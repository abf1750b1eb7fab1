//! Shared test utilities for the albummer test suite.
//!
//! Fixture builders create small media folders inside a [`TempDir`], and
//! lookup helpers pull blocks out of a parsed [`Document`] with a clear
//! panic message on a miss.
//!
//! # Usage
//!
//! ```ignore
//! use crate::test_helpers::*;
//!
//! let tmp = TempDir::new().unwrap();
//! media_folder(&tmp, "photos", &["a.jpg", "b.mp4"]);
//! let doc = Parser::new(&MediaConfig::default())
//!     .with_base_dir(tmp.path())
//!     .parse(":folder photos\na.jpg b.mp4\n")
//!     .unwrap();
//! assert_eq!(row_names(&doc), vec![vec!["a.jpg", "b.mp4"]]);
//! ```

use std::fs;
use std::path::PathBuf;
use std::time::{Duration, SystemTime};
use tempfile::TempDir;

use crate::template::{BlockKind, Document, MediaRow};

// =========================================================================
// Fixture setup
// =========================================================================

/// Write `contents` to `rel` inside the temp dir, creating parent dirs.
pub fn write_file(tmp: &TempDir, rel: &str, contents: &str) -> PathBuf {
    let path = tmp.path().join(rel);
    if let Some(parent) = path.parent() {
        fs::create_dir_all(parent).unwrap();
    }
    fs::write(&path, contents).unwrap();
    path
}

/// Create `dir` inside the temp dir holding one small file per name.
///
/// Each file's content is its own name, so embedded payloads are
/// distinguishable in rendered output.
pub fn media_folder(tmp: &TempDir, dir: &str, names: &[&str]) -> PathBuf {
    let folder = tmp.path().join(dir);
    fs::create_dir_all(&folder).unwrap();
    for name in names {
        fs::write(folder.join(name), name.as_bytes()).unwrap();
    }
    folder
}

/// Create a media folder whose files have strictly increasing mtimes in the
/// order given, one minute apart.
pub fn dated_media_folder(tmp: &TempDir, dir: &str, names: &[&str]) -> PathBuf {
    let folder = media_folder(tmp, dir, names);
    let base = SystemTime::UNIX_EPOCH + Duration::from_secs(1_700_000_000);
    for (i, name) in names.iter().enumerate() {
        set_mtime(&folder.join(name), base + Duration::from_secs(60 * i as u64));
    }
    folder
}

pub fn set_mtime(path: &std::path::Path, time: SystemTime) {
    fs::File::options()
        .write(true)
        .open(path)
        .unwrap()
        .set_modified(time)
        .unwrap();
}

// =========================================================================
// Document lookups
// =========================================================================

/// The `n`th media row (0-based). Panics if there are fewer rows.
pub fn find_row(doc: &Document, n: usize) -> &MediaRow {
    doc.media_rows().nth(n).unwrap_or_else(|| {
        panic!(
            "media row {n} not found; document has {} rows",
            doc.media_rows().count()
        )
    })
}

/// Filenames of every media row, in document order.
pub fn row_names(doc: &Document) -> Vec<Vec<&str>> {
    doc.media_rows()
        .map(|row| row.items.iter().map(|m| m.name.as_str()).collect())
        .collect()
}

/// Text of every narrative block, in document order.
pub fn narrative_texts(doc: &Document) -> Vec<&str> {
    doc.blocks
        .iter()
        .filter_map(|b| match &b.kind {
            BlockKind::Narrative(n) => Some(n.text.as_str()),
            _ => None,
        })
        .collect()
}
//! CLI output formatting for both commands.
//!
//! # Output Format
//!
//! ## Document tree (`check`, `generate -v`)
//!
//! One line per block, led by its source line number, with the page-wide
//! state at the end:
//!
//! ```text
//! Blocks
//! 001 folder photos (12 media)
//! 005 narrative "# Summer 2024 We drove down on a Friday..."
//! 009 row 3 × 33%
//!     beach.jpg, dunes.jpg, pier.jpg
//! 010 row 1 × 100%
//!     swim.mp4 (video)
//!
//! Stylesheet: default.css
//! Filenames: shown
//! ```
//!
//! ## Generate
//!
//! ```text
//! Parsed 6 blocks, 4 media references
//!     [1/3] image photos/beach.jpg (84.2 KB)
//!     [2/3] video photos/swim.mp4 (3.1 MB)
//! Wrote album.html (3.3 MB)
//! ```
//!
//! ## Make template
//!
//! ```text
//! Template summer.alb
//!     Title: summer
//!     Stylesheet: default.css (written)
//!     Rows: 4 (7 images, 1 video)
//!     Skipped: my photo.jpg (not usable as a row token)
//! ```
//!
//! # Architecture
//!
//! Each output has a `format_*` function (returns `Vec<String>`) for
//! testability and a `print_*` wrapper that writes to stdout. Format
//! functions are pure.

use crate::generate::GenerateEvent;
use crate::media::MediaKind;
use crate::synth::SynthResult;
use crate::template::{BlockKind, Directive, Document};

// ============================================================================
// Shared helpers
// ============================================================================

/// Format a 1-based line number as 3-digit zero-padded.
fn format_index(pos: usize) -> String {
    format!("{:0>3}", pos)
}

/// Return indentation string: 4 spaces per depth level.
fn indent(depth: usize) -> String {
    "    ".repeat(depth)
}

/// Truncate text to `max` characters, appending `...` if truncated.
fn truncate_desc(text: &str, max: usize) -> String {
    match text.char_indices().nth(max) {
        Some((cut, _)) => format!("{}...", &text[..cut]),
        None => text.to_string(),
    }
}

/// Human-readable byte count.
fn format_size(bytes: usize) -> String {
    const KB: f64 = 1024.0;
    const MB: f64 = KB * 1024.0;
    let b = bytes as f64;
    if b >= MB {
        format!("{:.1} MB", b / MB)
    } else if b >= KB {
        format!("{:.1} KB", b / KB)
    } else {
        format!("{} B", bytes)
    }
}

fn plural(n: usize, word: &str) -> String {
    if n == 1 {
        format!("{} {}", n, word)
    } else {
        format!("{} {}s", n, word)
    }
}

// ============================================================================
// Document tree
// ============================================================================

/// Format a parsed document as a block listing.
pub fn format_document(doc: &Document) -> Vec<String> {
    let mut lines = vec!["Blocks".to_string()];

    for block in &doc.blocks {
        let index = format_index(block.line);
        match &block.kind {
            BlockKind::Directive(Directive::Folder { path, media_count }) => {
                lines.push(format!(
                    "{} folder {} ({} media)",
                    index,
                    path.display(),
                    media_count
                ));
            }
            BlockKind::Directive(Directive::ShowFilenames) => {
                lines.push(format!("{} show_filenames", index));
            }
            BlockKind::Directive(Directive::Use { path }) => {
                lines.push(format!("{} use {}", index, path.display()));
            }
            BlockKind::MediaRow(row) => {
                lines.push(format!(
                    "{} row {} × {}%",
                    index,
                    row.items.len(),
                    row.cell_percent()
                ));
                let names: Vec<String> = row
                    .items
                    .iter()
                    .map(|item| match item.kind {
                        MediaKind::Image => item.name.clone(),
                        MediaKind::Video => format!("{} (video)", item.name),
                    })
                    .collect();
                lines.push(format!("{}{}", indent(1), names.join(", ")));
            }
            BlockKind::Narrative(narrative) => {
                let flat = narrative.text.split_whitespace().collect::<Vec<_>>().join(" ");
                lines.push(format!("{} narrative \"{}\"", index, truncate_desc(&flat, 40)));
            }
        }
    }

    lines.push(String::new());
    match &doc.stylesheet {
        Some(sheet) => lines.push(format!("Stylesheet: {}", sheet.path.display())),
        None => lines.push("Stylesheet: none".to_string()),
    }
    lines.push(format!(
        "Filenames: {}",
        if doc.show_filenames { "shown" } else { "hidden" }
    ));
    lines
}

pub fn print_document(doc: &Document) {
    for line in format_document(doc) {
        println!("{}", line);
    }
}

// ============================================================================
// Generate events
// ============================================================================

/// Format one progress event from the generate pipeline.
pub fn format_generate_event(event: &GenerateEvent) -> Vec<String> {
    match event {
        GenerateEvent::Parsed { blocks, media } => vec![format!(
            "Parsed {}, {}",
            plural(*blocks, "block"),
            plural(*media, "media reference")
        )],
        GenerateEvent::MediaEmbedded {
            index,
            total,
            path,
            kind,
            encoded_len,
        } => vec![format!(
            "{}[{}/{}] {} {} ({})",
            indent(1),
            index,
            total,
            kind.label(),
            path.display(),
            format_size(*encoded_len)
        )],
        GenerateEvent::Written { path, bytes } => {
            vec![format!("Wrote {} ({})", path.display(), format_size(*bytes))]
        }
    }
}

// ============================================================================
// Make template
// ============================================================================

/// Format the summary of a `make-template` run.
pub fn format_synth_output(result: &SynthResult) -> Vec<String> {
    let (images, videos) = result
        .rows
        .iter()
        .fold((0, 0), |(i, v), row| match row.kind {
            MediaKind::Image => (i + row.names.len(), v),
            MediaKind::Video => (i, v + row.names.len()),
        });

    let stylesheet = if result.wrote_stylesheet.is_some() {
        format!("{} (written)", result.stylesheet)
    } else {
        result.stylesheet.clone()
    };

    let mut lines = vec![
        format!("Template {}", result.template.display()),
        format!("{}Title: {}", indent(1), result.title),
        format!("{}Stylesheet: {}", indent(1), stylesheet),
        format!(
            "{}Rows: {} ({}, {})",
            indent(1),
            result.rows.len(),
            plural(images, "image"),
            plural(videos, "video")
        ),
    ];
    for name in &result.skipped {
        lines.push(format!("{}Skipped: {} (not usable as a row token)", indent(1), name));
    }
    lines
}

pub fn print_synth_output(result: &SynthResult) {
    for line in format_synth_output(result) {
        println!("{}", line);
    }
}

┄┄┄┄┄┄┄┄┄┄┄┄┄┄┄┄┄┄┄┄

**Problem details**
For the word "contents", say how many lines of the listing include it; give nothing but the number.

**Task solution**
3